Saved entries
******************************
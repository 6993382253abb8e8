// 该文件是 Qingjie （清洁巡检） 项目的一部分。
// tests/common/mod.rs - 集成测试公共工具
//
// 本文件根据 Apache 许可证第 2.0 版（以下简称“许可证”）授权使用；
// 除非遵守该许可证条款，否则您不得使用本文件。
// 您可通过以下网址获取许可证副本：
// http://www.apache.org/licenses/LICENSE-2.0
// 除非适用法律要求或书面同意，根据本许可协议分发的软件均按“原样”提供，
// 不附带任何形式的明示或暗示的保证或条件。
// 有关许可权限与限制的具体条款，请参阅本许可协议。
//
// Copyright (C) 2026 Johann Li <me@qinka.pro>, Wareless Group

#![allow(dead_code)]

use std::path::Path;
use std::sync::atomic::{AtomicUsize, Ordering};
use std::sync::{Arc, Mutex};
use std::time::Duration;

use async_trait::async_trait;
use axum::Router;
use axum::body::Body;
use axum::http::{Request, Response};
use http_body_util::BodyExt;
use qingjie::{
  artifact::{ANNOTATED_DIR, ArtifactStore, TEMP_PREFIX},
  model::{DetectResult, Model, PredictParams, Prediction, ProviderError},
  server::{self, AppState, DEFAULT_MAX_UPLOAD_BYTES},
  task::DetectTask,
  telemetry::{TelemetryError, TelemetryEvent, TelemetrySink},
};
use tower::ServiceExt;

pub const BOUNDARY: &str = "qingjie-test-boundary";

/// 可编排返回值的检测模型
#[derive(Default)]
pub struct MockModel {
  pub calls: AtomicUsize,
  pub predictions: Vec<Prediction>,
  pub fail: bool,
}

impl MockModel {
  pub fn returning(predictions: Vec<Prediction>) -> Self {
    Self {
      predictions,
      ..Default::default()
    }
  }

  pub fn failing() -> Self {
    Self {
      fail: true,
      ..Default::default()
    }
  }

  pub fn calls(&self) -> usize {
    self.calls.load(Ordering::SeqCst)
  }
}

#[async_trait]
impl Model for MockModel {
  async fn infer(
    &self,
    image: &Path,
    _params: &PredictParams,
  ) -> Result<DetectResult, ProviderError> {
    self.calls.fetch_add(1, Ordering::SeqCst);
    assert!(image.is_file(), "temp artifact must exist during inference");
    if self.fail {
      return Err(ProviderError::Api {
        status: 503,
        body: "model unavailable".to_string(),
      });
    }
    Ok(DetectResult::from_predictions(self.predictions.clone()))
  }
}

/// 记录所有上报事件的上报端
#[derive(Default)]
pub struct RecordingTelemetry {
  pub events: Mutex<Vec<TelemetryEvent>>,
  pub fail: bool,
  pub delay: Option<Duration>,
}

impl RecordingTelemetry {
  pub fn failing() -> Self {
    Self {
      fail: true,
      ..Default::default()
    }
  }

  /// 收到事件后挂起 `delay` 才返回
  pub fn slow(delay: Duration) -> Self {
    Self {
      delay: Some(delay),
      ..Default::default()
    }
  }

  pub fn events(&self) -> Vec<TelemetryEvent> {
    self.events.lock().unwrap().clone()
  }

  /// 上报在后台进行，等待至少 `count` 个事件到达
  pub async fn wait_for_events(&self, count: usize) -> Vec<TelemetryEvent> {
    for _ in 0..200 {
      let events = self.events();
      if events.len() >= count {
        return events;
      }
      tokio::time::sleep(Duration::from_millis(10)).await;
    }
    self.events()
  }
}

#[async_trait]
impl TelemetrySink for RecordingTelemetry {
  async fn send(&self, event: &TelemetryEvent) -> Result<(), TelemetryError> {
    self.events.lock().unwrap().push(*event);
    if let Some(delay) = self.delay {
      tokio::time::sleep(delay).await;
    }
    if self.fail {
      return Err(TelemetryError::HttpStatus(500));
    }
    Ok(())
  }
}

pub struct TestApp {
  pub dir: tempfile::TempDir,
  pub router: Router,
  pub model: Arc<MockModel>,
  pub telemetry: Arc<RecordingTelemetry>,
}

impl TestApp {
  pub fn new(model: MockModel) -> Self {
    Self::with_telemetry(model, RecordingTelemetry::default())
  }

  pub fn with_telemetry(model: MockModel, telemetry: RecordingTelemetry) -> Self {
    let dir = tempfile::tempdir().unwrap();
    let model = Arc::new(model);
    let telemetry = Arc::new(telemetry);

    let store = ArtifactStore::open(dir.path().join(ANNOTATED_DIR)).unwrap();
    let task = DetectTask::builder(model.clone(), store)
      .work_dir(dir.path())
      .build()
      .unwrap();
    let state = AppState::new(task, telemetry.clone());
    let router = server::router(state, DEFAULT_MAX_UPLOAD_BYTES);

    Self {
      dir,
      router,
      model,
      telemetry,
    }
  }

  pub async fn send(&self, request: Request<Body>) -> Response<Body> {
    self.router.clone().oneshot(request).await.unwrap()
  }

  pub fn annotated_dir(&self) -> std::path::PathBuf {
    self.dir.path().join(ANNOTATED_DIR)
  }

  pub fn temp_files(&self) -> Vec<String> {
    std::fs::read_dir(self.dir.path())
      .unwrap()
      .filter_map(Result::ok)
      .map(|e| e.file_name().to_string_lossy().to_string())
      .filter(|name| name.starts_with(TEMP_PREFIX))
      .collect()
  }
}

pub fn poop() -> Prediction {
  let mut prediction = Prediction::new("poop", 0.83, (32.0, 24.0), (16.0, 12.0));
  prediction.class_id = Some(0);
  prediction
}

pub fn jpeg_bytes() -> Vec<u8> {
  let mut cursor = std::io::Cursor::new(Vec::new());
  image::RgbImage::from_pixel(64, 48, image::Rgb([90, 120, 60]))
    .write_to(&mut cursor, image::ImageFormat::Jpeg)
    .unwrap();
  cursor.into_inner()
}

/// 构造 multipart 请求体
pub fn multipart_body(file: Option<(&str, &[u8])>, fields: &[(&str, &str)]) -> Vec<u8> {
  let mut body = Vec::new();
  for (name, value) in fields {
    body.extend_from_slice(
      format!(
        "--{BOUNDARY}\r\nContent-Disposition: form-data; name=\"{name}\"\r\n\r\n{value}\r\n"
      )
      .as_bytes(),
    );
  }
  if let Some((filename, bytes)) = file {
    body.extend_from_slice(
      format!(
        "--{BOUNDARY}\r\nContent-Disposition: form-data; name=\"file\"; filename=\"{filename}\"\r\nContent-Type: application/octet-stream\r\n\r\n"
      )
      .as_bytes(),
    );
    body.extend_from_slice(bytes);
    body.extend_from_slice(b"\r\n");
  }
  body.extend_from_slice(format!("--{BOUNDARY}--\r\n").as_bytes());
  body
}

pub fn multipart_request(
  uri: &str,
  file: Option<(&str, &[u8])>,
  fields: &[(&str, &str)],
) -> Request<Body> {
  Request::builder()
    .method("POST")
    .uri(uri)
    .header(
      "content-type",
      format!("multipart/form-data; boundary={BOUNDARY}"),
    )
    .body(Body::from(multipart_body(file, fields)))
    .unwrap()
}

pub fn get(uri: &str) -> Request<Body> {
  Request::builder().uri(uri).body(Body::empty()).unwrap()
}

pub fn post_json(uri: &str, json: serde_json::Value) -> Request<Body> {
  Request::builder()
    .method("POST")
    .uri(uri)
    .header("content-type", "application/json")
    .body(Body::from(json.to_string()))
    .unwrap()
}

pub fn post_raw(uri: &str, content_type: &str, body: &'static str) -> Request<Body> {
  Request::builder()
    .method("POST")
    .uri(uri)
    .header("content-type", content_type)
    .body(Body::from(body))
    .unwrap()
}

pub async fn body_bytes(response: Response<Body>) -> Vec<u8> {
  response
    .into_body()
    .collect()
    .await
    .unwrap()
    .to_bytes()
    .to_vec()
}

pub async fn body_json(response: Response<Body>) -> serde_json::Value {
  serde_json::from_slice(&body_bytes(response).await).unwrap()
}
******************************
The problem: Filter the entries above down to the lines that contain the word "DetectResult".

Result of the task:
  model::{DetectResult, Model, PredictParams, Prediction, ProviderError},
  ) -> Result<DetectResult, ProviderError> {
    Ok(DetectResult::from_predictions(self.predictions.clone()))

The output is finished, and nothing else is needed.